Φ = f_{0}nT_{s} cycles (mod 1) (1)

The phase wraps every 2π radians = 1 cycle. Equation 1 shows that the phase increases (accumulates) by f_{0}T_{s} every sample. So we can calculate the phase using an accumulator with input = f_{0}T_{s}, as shown in Figure 1a. The value of φ has a range of 0 to 1 (cycles). We generate the sinewave from the phase using a look-up table (LUT). What we’ve just described is a basic DDS. Note that another option to generate the sinewave from the phase not discussed here is the CORDiC algorithm [3].

Figure 1b adds quantization in the accumulator register, the phase, and the LUT entries. The accumulator input has 2^{C} steps over a range of 0 to 1, giving a frequency step Δf = f_{s}/2^{C}, where f_{s} is the sample frequency. The resulting output frequencies are f_{s}/2^{C}, 2f_{s}/2^{C}, 3f_{s}/2^{C} … Given the 2^{C} steps, we can say the DDS has a modulus of 2^{C}. As an example, if C= 24 bits, and f_{s}= 10 MHz, the frequency step is:

Δf = 10E6/2^{24} = 0.59605 Hz.

This frequency step is impressively small. However, if you want to program a frequency that is not on one of the steps, such as f_{s}/10, there will be a small frequency error of up to Δf/2.

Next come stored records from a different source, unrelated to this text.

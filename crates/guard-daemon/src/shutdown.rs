use std::sync::atomic::{AtomicBool, Ordering};
use std::sync::Arc;

use tokio::sync::broadcast;
use tracing::{info, warn};

// ---------------------------------------------------------------------------
// ShutdownSignal — cooperative shutdown coordination
// ---------------------------------------------------------------------------

/// Broadcast-based shutdown coordinator.
///
/// The run loop subscribes once and `select!`s on the returned receiver
/// alongside its interval sleep; signal handlers call `trigger()`.
///
/// ```ignore
/// let shutdown = ShutdownSignal::new();
/// let mut rx = shutdown.subscribe();
///
/// tokio::select! {
///     _ = rx.recv() => { /* graceful exit */ }
///     _ = sleep_until(deadline) => {}
/// }
/// ```
#[derive(Debug, Clone)]
pub struct ShutdownSignal {
    /// Broadcast sender — wakes all subscribers.
    trigger: broadcast::Sender<()>,
    /// Atomic flag for cheap polling between suspension points.
    shutting_down: Arc<AtomicBool>,
}

impl ShutdownSignal {
    pub fn new() -> Self {
        let (trigger, _) = broadcast::channel(1);
        Self {
            trigger,
            shutting_down: Arc::new(AtomicBool::new(false)),
        }
    }

    /// Subscribe to the shutdown signal.
    pub fn subscribe(&self) -> broadcast::Receiver<()> {
        self.trigger.subscribe()
    }

    /// Check if shutdown has been triggered (non-blocking).
    pub fn is_shutting_down(&self) -> bool {
        self.shutting_down.load(Ordering::Relaxed)
    }

    /// Trigger shutdown for all subscribers. Idempotent.
    pub fn trigger(&self) {
        if self
            .shutting_down
            .compare_exchange(false, true, Ordering::SeqCst, Ordering::Relaxed)
            .is_ok()
        {
            info!("shutdown signal triggered");
            let _ = self.trigger.send(());
        } else {
            warn!("shutdown already triggered");
        }
    }
}

impl Default for ShutdownSignal {
    fn default() -> Self {
        Self::new()
    }
}

// ---------------------------------------------------------------------------
// Tests
// ---------------------------------------------------------------------------
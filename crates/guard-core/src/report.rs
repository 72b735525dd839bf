use serde::{Deserialize, Serialize};

// ---------------------------------------------------------------------------
// Errors
// ---------------------------------------------------------------------------

/// Why a snapshot could not be turned into metrics.
///
/// Both variants are recoverable at the call site: the raw snapshot stays
/// retained and the cycle logs a degraded-metrics warning instead of numbers.
#[derive(Debug, thiserror::Error)]
pub enum ReportError {
    /// The output was not valid JSON, or required fields were missing.
    #[error("malformed analyzer output: {0}")]
    Malformed(#[from] serde_json::Error),

    /// The JSON parsed but violated the report contract.
    #[error("analyzer contract violation: {0}")]
    Contract(String),
}

// ---------------------------------------------------------------------------
// Report schema
// ---------------------------------------------------------------------------

/// Severity of a single analyzer issue.
///
/// The analyzer contract is open-ended: severity strings this daemon does not
/// know about map to [`Severity::Unknown`] instead of failing the parse.
#[derive(Debug, Clone, Copy, PartialEq, Eq, Serialize, Deserialize)]
#[serde(rename_all = "snake_case")]
pub enum Severity {
    Critical,
    High,
    Medium,
    Low,
    Info,
    #[serde(other)]
    Unknown,
}

/// A single issue reported by the analyzer.
///
/// Only `severity` is part of the stable contract; the descriptive fields are
/// optional and any further fields the analyzer emits are ignored.
#[derive(Debug, Clone, Serialize, Deserialize)]
pub struct Issue {
    pub severity: Severity,
    #[serde(default)]
    pub message: Option<String>,
    #[serde(default)]
    pub file: Option<String>,
}

/// Machine-readable analyzer output.
///
/// Versioned, tolerant contract: `health_score` is required and must lie in
/// [0, 1]; the issue list defaults to empty; unknown top-level fields are
/// ignored; an optional `schema_version` is accepted for forward evolution.
#[derive(Debug, Clone, Serialize, Deserialize)]
pub struct AnalysisReport {
    #[serde(default)]
    pub schema_version: Option<String>,
    pub health_score: f64,
    #[serde(default)]
    pub issues: Vec<Issue>,
}

impl AnalysisReport {
    /// Parse raw analyzer stdout into a report, enforcing the contract.
    pub fn parse(raw: &[u8]) -> Result<Self, ReportError> {
        let report: AnalysisReport = serde_json::from_slice(raw)?;
        if !(0.0..=1.0).contains(&report.health_score) {
            return Err(ReportError::Contract(format!(
                "health_score {} outside [0, 1]",
                report.health_score
            )));
        }
        Ok(report)
    }

    /// Derive the summary fields logged each cycle.
    pub fn summary(&self) -> MetricsSummary {
        let critical_issues = self
            .issues
            .iter()
            .filter(|i| i.severity == Severity::Critical)
            .count();
        MetricsSummary {
            health_score: self.health_score,
            total_issues: self.issues.len(),
            critical_issues,
        }
    }
}

// ---------------------------------------------------------------------------
// MetricsSummary
// ---------------------------------------------------------------------------

/// Summary health metrics derived from one report.
///
/// Invariant: `critical_issues <= total_issues`, since criticals are counted
/// out of the same issue list.
#[derive(Debug, Clone, Copy, PartialEq, Serialize, Deserialize)]
pub struct MetricsSummary {
    pub health_score: f64,
    pub total_issues: usize,
    pub critical_issues: usize,
}
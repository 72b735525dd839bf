//! Core building blocks for the guardian daemon.
//!
//! This crate holds the leaf pieces the daemon loop is assembled from:
//! - Configuration loading and validation ([`config`])
//! - The tolerant analyzer report contract ([`report`])
//! - The file-backed snapshot store with bounded retention ([`snapshot`])
//! - State-directory journals and the pid file ([`journal`])
//! - The external-command capability seam ([`runner`])

pub mod config;
pub mod journal;
pub mod report;
pub mod runner;
pub mod snapshot;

If we were to maintain the 24 bits of phase, the LUT size for this example, taking symmetry of the sine into account, would be ¼*2^{24} = 2^{22} = 4,194,304 entries. To avoid such a large LUT, the phase is normally quantized to P < C bits. The phase quantization results in so-called phase truncation spurs in the output spectrum. A typical value of P used in DDS chips is 15 bits, which, taking advantage of the symmetry of the sine, gives LUT size of 2^{13}= 8192 entries.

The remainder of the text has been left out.